1) Don't get too worked up about not being immediately successful. Long term stress isn't productive and will damage you. It really takes *a lot* of time to become a good programmer AND have someone you want to work for recognize it, if you're unconnected. I was the top 5% of programmers in my university classes, yet I it took some time before I got a good foothold in the labor market after aborting my studies. (In turn caused by my preference for doing programming rather than theoretical university assignments or studying for exams. Will finish my degree shortly in parallel with work.) Similarly, I spent some time doing Internet jobs (always receiving the highest grade by clients and reaching 0.1% best in world rankings), but honestly it didn't work out financially from where I live due to high costs of living. That in turn caused enormous stress as well.

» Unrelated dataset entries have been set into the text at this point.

//! Per-stream counters.

use serde::Serialize;
use std::sync::atomic::{AtomicU64, Ordering};

/// Snapshot of a stream's counters.
#[derive(Debug, Clone, Copy, Default, PartialEq, Eq, Serialize)]
pub struct StreamStats {
    /// Frames accepted by the engine.
    pub submitted: u64,
    /// Results stored for a caller.
    pub delivered: u64,
    /// Results handed to a caller.
    pub claimed: u64,
    /// Entries given up by their caller (timeout or explicit drop).
    pub abandoned: u64,
    /// Results that arrived with nobody left to receive them.
    pub discarded: u64,
    /// Indexed results dropped because a queue was full.
    pub overflowed: u64,
    /// Entries removed by the maintenance sweep.
    pub expired: u64,
    /// Results or entries currently held.
    pub pending: u64,
}

#[derive(Debug, Default)]
pub(crate) struct StreamCounters {
    submitted: AtomicU64,
    delivered: AtomicU64,
    claimed: AtomicU64,
    abandoned: AtomicU64,
    discarded: AtomicU64,
    overflowed: AtomicU64,
    expired: AtomicU64,
}

macro_rules! bump {
    ($($name:ident => $field:ident),* $(,)?) => {
        $(
            #[inline]
            pub fn $name(&self, n: u64) {
                self.$field.fetch_add(n, Ordering::Relaxed);
            }
        )*
    };
}

impl StreamCounters {
    bump! {
        add_submitted => submitted,
        add_delivered => delivered,
        add_claimed => claimed,
        add_abandoned => abandoned,
        add_discarded => discarded,
        add_overflowed => overflowed,
        add_expired => expired,
    }

    pub fn snapshot(&self, pending: u64) -> StreamStats {
        StreamStats {
            submitted: self.submitted.load(Ordering::Relaxed),
            delivered: self.delivered.load(Ordering::Relaxed),
            claimed: self.claimed.load(Ordering::Relaxed),
            abandoned: self.abandoned.load(Ordering::Relaxed),
            discarded: self.discarded.load(Ordering::Relaxed),
            overflowed: self.overflowed.load(Ordering::Relaxed),
            expired: self.expired.load(Ordering::Relaxed),
            pending,
        }
    }
}
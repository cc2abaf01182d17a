//! Results gathered from several exit points under one unique id.

use super::buffer::DataOutput;
use crate::error::EngineError;

/// Outcome for one sink of a multi-sink result.
#[derive(Debug, Clone, PartialEq, Eq)]
pub enum SinkSlot {
    Delivered(DataOutput),
    /// The engine reported a failure for this sink.
    Failed(EngineError),
    /// Nothing arrived before the deadline.
    Missing,
}

impl SinkSlot {
    pub fn output(&self) -> Option<&DataOutput> {
        match self {
            SinkSlot::Delivered(output) => Some(output),
            _ => None,
        }
    }

    pub fn is_missing(&self) -> bool {
        matches!(self, SinkSlot::Missing)
    }
}

/// One slot per declared sink, in sink index order.
#[derive(Debug, Clone, PartialEq, Eq)]
pub struct MultiResult {
    pub unique_id: u64,
    pub slots: Vec<SinkSlot>,
}

impl MultiResult {
    /// Number of sinks that produced something (output or failure).
    pub fn received(&self) -> usize {
        self.slots.iter().filter(|s| !s.is_missing()).count()
    }

    /// Whether every declared sink produced something.
    pub fn is_complete(&self) -> bool {
        self.received() == self.slots.len()
    }

    /// Indices of sinks with nothing delivered.
    pub fn missing(&self) -> Vec<usize> {
        self.slots
            .iter()
            .enumerate()
            .filter(|(_, s)| s.is_missing())
            .map(|(i, _)| i)
            .collect()
    }

    /// Outputs that were delivered successfully, by sink index.
    pub fn outputs(&self) -> impl Iterator<Item = (usize, &DataOutput)> {
        self.slots
            .iter()
            .enumerate()
            .filter_map(|(i, s)| s.output().map(|o| (i, o)))
    }
}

2) I've never done drugs (unless coke i.e. Coca Cola counts, which I was drinking way too much of for a period). Can't give you any advice on this subject thus, other than the obvious "don't do it". The mind doesn't always take rational paths however.

3) Social anxiety is something I have but it gets better when I get out often among people - having a workplace helps. It has also improved massively with age, I'm very different now at 27 than I was at 21. Can't say whether that will apply to you obviously, but there might be hope. A problem with college is that it's possible to be very anonymous in some places; that's not possible in a small company's office.

4) Fix your education or get out and work for a bit, IMO. It just costs too much to stay inside college failing courses (easy to say in retrospect, it's hard to see it while you're there and feel you have an obligation to continue studying, ultimately I had to break up with all the expectations that had been laid upon me - even by myself). The quicker you can become honest with yourself about what you're really doing the quicker you will feel you're in control of your life.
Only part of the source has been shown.